A New Signal: Digital Adoption as a Performance Metric
For the first time, NHS trusts will be measured in part on how effectively they use technology and digital tools - from core NHS App services to more advanced digital platforms - to drive productivity. According to plans published in early February 2026, annual productivity improvements of around 2% are expected to be driven through technology and digital innovation.
This operationalises a long-standing policy ambition. NHS England’s 10 Year Health Plan places digital transformation at the heart of improving efficiency and outcomes - shifting care from analogue to digital and giving people more control over their own health.
For NHS Providers: What This Means in Practice
1. Digital Maturity Is Now Publicly Visible
Trusts will not only be adopting technology - their degree of adoption will be visible and comparable month to month.This adds a layer of transparency not previously seen in digital transformation efforts. Providers need robust governance, measurement and reporting mechanisms for digital adoption, rather than simply “installing tools.”
2. Focus on Outcomes, Not Just Infrastructure
The data will increasingly shift from whether technology exists to how it’s used and what impact it has. Trusts that can demonstrate improved outcomes - such as reduced waiting times or lowered administrative burden through digital tools - will be seen as higher-performing. Early evidence suggests organisations connecting to core NHS App capabilities have seen improvements in waiting list performance.
3. Productivity Measures Will Influence Funding and Planning
NHS productivity reporting feeds into oversight frameworks and system funding decisions. As measures include digital maturity and adoption, this could shape internal priorities, investment discussions and even ICS/Trust planning cycles.
For Health Tech Suppliers: New Rules of Engagement
1. Impact Communication Is Now a Core Requirement
Health tech firms must be ready to demonstrate concrete performance impacts, not just feature lists or innovation claims. Trusts are under pressure to show how adoption contributes to productivity, so technology vendors should provide metrics, case studies and real-world data that speak directly to efficiency gains.

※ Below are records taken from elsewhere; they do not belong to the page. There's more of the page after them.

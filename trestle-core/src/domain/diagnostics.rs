// trestle-core/src/domain/diagnostics.rs

use serde::Serialize;
use tracing::warn;

/// A non-fatal deprecation signal. Collected and returned with the build
/// result so the host may log or ignore it; never aborts the build.
#[derive(Debug, Serialize, Clone, PartialEq, Eq)]
pub struct DeprecationNotice {
    /// The configuration surface being deprecated, e.g. `operator_args.env`.
    pub subject: String,
    pub detail: String,
}

/// Collects deprecation notices during a conversion, mirroring each one to
/// the log as it is recorded.
#[derive(Debug, Default)]
pub struct DiagnosticSink {
    notices: Vec<DeprecationNotice>,
}

impl DiagnosticSink {
    pub fn new() -> Self {
        Self::default()
    }

    pub fn deprecate(&mut self, subject: &str, detail: &str) {
        warn!(subject, "{}", detail);
        self.notices.push(DeprecationNotice {
            subject: subject.to_string(),
            detail: detail.to_string(),
        });
    }

    pub fn notices(&self) -> &[DeprecationNotice] {
        &self.notices
    }

    pub fn into_notices(self) -> Vec<DeprecationNotice> {
        self.notices
    }
}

2. Align with the NHS Language of Productivity
If technology partners want to be part of NHS programmes, their messaging must mirror NHS priorities:• productivity improvement• measurable outcomes• operational efficiency• effective staff utilisation• reduced failure demand
This is no longer optional marketing language - it influences adoption decisions.
3. Evidence and Adoption Metrics Matter
Health tech suppliers must support NHS customers with data on adoption and use. A product that aligns with digital adoption scoring - and has clear evidence of impact - will be more attractive in procurements and strategic discussions.
Strategic Implications for Both Sides
Governance and Trust
As digital adoption becomes measurable, governance structures within trusts, and between suppliers and NHS systems, will be tested. Suppliers with strong compliance, data security credentials and evidence-based positioning will be favoured.
Risk and Reputation
Trusts lagging in digital adoption may face reputational risks as these data are published. Suppliers can support with communications strategies that highlight measured adoption and impact.
AI and Analytics Will Become Integral
NHS discussions now regularly include AI and advanced tech in board forums - though adoption varies across trusts. Successful suppliers will help NHS organisations interpret productivity data, integrate analytics and demonstrate accountability.
Practical Actions to Take Now
Here’s pragmatic advice for your organisation - whether NHS workforce or health tech leadership:
For NHS Trusts
Establish clear internal KPIs for digital adoption
Tie digital adoption metrics to productivity dashboards
Communicate real-world impacts to staff, patients and partners
Use published data in planning and reporting cycles
For Health Tech Suppliers
Build adoption and impact data into all product collateral
Develop case studies that align with productivity outcomes
Ensure messaging mirrors NHS productivity language
Engage early with ICS/digital teams to understand local metrics
The Bigger Picture: Accountability and Innovation
Turning digital adoption into a tracked productivity measure signals a shift in how the NHS thinks about technology - from optional innovation to operational necessity. It is now part of how performance will be interpreted, from frontline teams through to regional planning and national transparency.
For health tech suppliers, this means a deeper, more outcome-focused conversation with NHS clients. For NHS organisations, it means digital transformation must move beyond pilots into measurable operational change.